> _Your objective_: The required result is each line of the entries below containing the string "derive".

═══ Data

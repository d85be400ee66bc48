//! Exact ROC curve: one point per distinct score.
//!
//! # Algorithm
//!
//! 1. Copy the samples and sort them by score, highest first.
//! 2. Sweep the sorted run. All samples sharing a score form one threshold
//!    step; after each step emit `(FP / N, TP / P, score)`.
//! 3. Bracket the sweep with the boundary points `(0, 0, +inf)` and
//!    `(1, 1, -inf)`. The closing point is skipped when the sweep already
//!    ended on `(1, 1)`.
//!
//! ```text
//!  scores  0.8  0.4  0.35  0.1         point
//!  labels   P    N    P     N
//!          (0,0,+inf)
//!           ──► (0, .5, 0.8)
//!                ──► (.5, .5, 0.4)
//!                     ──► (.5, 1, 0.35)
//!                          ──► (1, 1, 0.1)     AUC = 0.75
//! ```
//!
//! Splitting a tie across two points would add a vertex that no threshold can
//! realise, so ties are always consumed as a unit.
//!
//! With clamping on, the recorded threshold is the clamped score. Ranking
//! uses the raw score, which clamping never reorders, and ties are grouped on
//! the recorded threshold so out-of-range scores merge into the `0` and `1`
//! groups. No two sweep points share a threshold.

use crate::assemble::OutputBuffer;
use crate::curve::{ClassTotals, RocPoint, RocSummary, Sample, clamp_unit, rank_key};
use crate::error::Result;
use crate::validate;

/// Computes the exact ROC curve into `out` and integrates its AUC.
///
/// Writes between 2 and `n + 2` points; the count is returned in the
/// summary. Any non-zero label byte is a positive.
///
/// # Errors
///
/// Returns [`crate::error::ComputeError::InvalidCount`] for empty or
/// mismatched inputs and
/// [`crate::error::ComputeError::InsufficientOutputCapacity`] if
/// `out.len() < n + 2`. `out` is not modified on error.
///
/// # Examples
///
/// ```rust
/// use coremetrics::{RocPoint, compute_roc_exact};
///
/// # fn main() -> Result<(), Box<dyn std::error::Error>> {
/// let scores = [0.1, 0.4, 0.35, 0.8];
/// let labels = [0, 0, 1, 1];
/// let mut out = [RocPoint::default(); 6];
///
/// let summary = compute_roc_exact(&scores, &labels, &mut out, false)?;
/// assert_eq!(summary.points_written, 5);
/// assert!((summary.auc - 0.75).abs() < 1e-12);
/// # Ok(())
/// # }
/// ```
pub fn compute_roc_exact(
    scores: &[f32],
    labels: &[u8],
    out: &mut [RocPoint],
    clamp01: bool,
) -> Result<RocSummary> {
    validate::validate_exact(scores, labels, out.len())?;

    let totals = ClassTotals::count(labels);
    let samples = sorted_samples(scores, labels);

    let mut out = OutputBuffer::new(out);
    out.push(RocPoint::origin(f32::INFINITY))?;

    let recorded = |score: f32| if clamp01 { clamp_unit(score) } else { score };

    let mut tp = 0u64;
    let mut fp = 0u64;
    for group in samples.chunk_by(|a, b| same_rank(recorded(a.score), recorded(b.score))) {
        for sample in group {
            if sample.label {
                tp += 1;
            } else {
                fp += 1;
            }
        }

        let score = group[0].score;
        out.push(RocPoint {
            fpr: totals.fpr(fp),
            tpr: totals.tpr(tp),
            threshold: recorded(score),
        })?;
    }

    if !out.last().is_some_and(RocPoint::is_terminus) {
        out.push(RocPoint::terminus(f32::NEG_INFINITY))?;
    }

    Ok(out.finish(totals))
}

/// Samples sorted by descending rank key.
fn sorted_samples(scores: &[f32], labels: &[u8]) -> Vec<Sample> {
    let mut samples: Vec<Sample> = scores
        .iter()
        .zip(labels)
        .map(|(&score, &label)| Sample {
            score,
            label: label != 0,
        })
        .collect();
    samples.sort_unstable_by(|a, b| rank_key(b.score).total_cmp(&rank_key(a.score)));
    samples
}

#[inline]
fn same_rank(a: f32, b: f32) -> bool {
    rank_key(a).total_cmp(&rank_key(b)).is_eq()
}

══════
═══ Data

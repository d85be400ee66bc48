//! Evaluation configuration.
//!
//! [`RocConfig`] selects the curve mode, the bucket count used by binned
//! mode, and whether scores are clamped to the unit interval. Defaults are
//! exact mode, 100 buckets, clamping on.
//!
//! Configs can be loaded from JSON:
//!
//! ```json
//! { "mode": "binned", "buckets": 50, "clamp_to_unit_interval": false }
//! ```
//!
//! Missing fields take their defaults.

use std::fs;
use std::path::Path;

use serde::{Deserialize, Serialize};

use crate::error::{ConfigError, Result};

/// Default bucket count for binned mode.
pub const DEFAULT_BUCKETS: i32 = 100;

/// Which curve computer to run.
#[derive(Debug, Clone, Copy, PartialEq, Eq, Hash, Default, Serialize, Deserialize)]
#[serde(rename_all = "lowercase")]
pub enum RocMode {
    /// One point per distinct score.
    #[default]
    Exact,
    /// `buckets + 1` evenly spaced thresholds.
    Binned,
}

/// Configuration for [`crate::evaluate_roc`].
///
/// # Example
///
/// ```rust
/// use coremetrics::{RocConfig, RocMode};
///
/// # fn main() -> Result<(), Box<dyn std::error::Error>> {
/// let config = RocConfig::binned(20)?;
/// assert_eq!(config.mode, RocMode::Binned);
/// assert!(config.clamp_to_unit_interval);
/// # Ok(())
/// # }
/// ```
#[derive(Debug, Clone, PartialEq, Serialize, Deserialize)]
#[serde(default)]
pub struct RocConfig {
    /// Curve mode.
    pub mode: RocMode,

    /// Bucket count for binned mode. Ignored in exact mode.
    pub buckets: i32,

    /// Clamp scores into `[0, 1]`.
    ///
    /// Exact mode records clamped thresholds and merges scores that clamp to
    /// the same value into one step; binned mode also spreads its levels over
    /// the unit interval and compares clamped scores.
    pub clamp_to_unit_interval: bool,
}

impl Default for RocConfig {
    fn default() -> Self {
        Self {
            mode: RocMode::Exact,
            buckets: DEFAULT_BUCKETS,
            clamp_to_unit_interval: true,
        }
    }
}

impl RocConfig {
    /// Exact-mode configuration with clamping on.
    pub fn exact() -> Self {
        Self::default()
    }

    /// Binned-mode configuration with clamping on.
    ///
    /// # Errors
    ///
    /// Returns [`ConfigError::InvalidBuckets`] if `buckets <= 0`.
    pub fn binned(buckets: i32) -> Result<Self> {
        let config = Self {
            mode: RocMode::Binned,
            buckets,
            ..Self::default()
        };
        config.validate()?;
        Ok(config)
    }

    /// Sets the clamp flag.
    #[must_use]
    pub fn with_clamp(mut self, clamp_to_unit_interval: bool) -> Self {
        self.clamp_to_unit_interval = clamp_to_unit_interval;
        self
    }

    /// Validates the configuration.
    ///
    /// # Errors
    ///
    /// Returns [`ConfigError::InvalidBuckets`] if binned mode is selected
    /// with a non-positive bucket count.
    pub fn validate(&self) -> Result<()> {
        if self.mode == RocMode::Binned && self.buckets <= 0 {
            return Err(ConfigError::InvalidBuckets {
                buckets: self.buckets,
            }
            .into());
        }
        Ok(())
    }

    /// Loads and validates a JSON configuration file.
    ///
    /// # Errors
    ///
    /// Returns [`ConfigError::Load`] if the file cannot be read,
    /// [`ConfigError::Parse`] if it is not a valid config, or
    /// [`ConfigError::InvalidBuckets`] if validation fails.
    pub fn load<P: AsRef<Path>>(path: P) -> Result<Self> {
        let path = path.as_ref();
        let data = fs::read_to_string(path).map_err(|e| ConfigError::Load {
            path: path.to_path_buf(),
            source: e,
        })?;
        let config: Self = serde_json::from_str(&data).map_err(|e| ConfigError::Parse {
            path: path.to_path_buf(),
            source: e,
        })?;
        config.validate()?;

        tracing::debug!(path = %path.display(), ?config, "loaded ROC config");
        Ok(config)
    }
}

══════

> _Result_:
#[derive(Debug, Clone, Copy, PartialEq, Eq, Hash, Default, Serialize, Deserialize)]
#[derive(Debug, Clone, PartialEq, Serialize, Deserialize)]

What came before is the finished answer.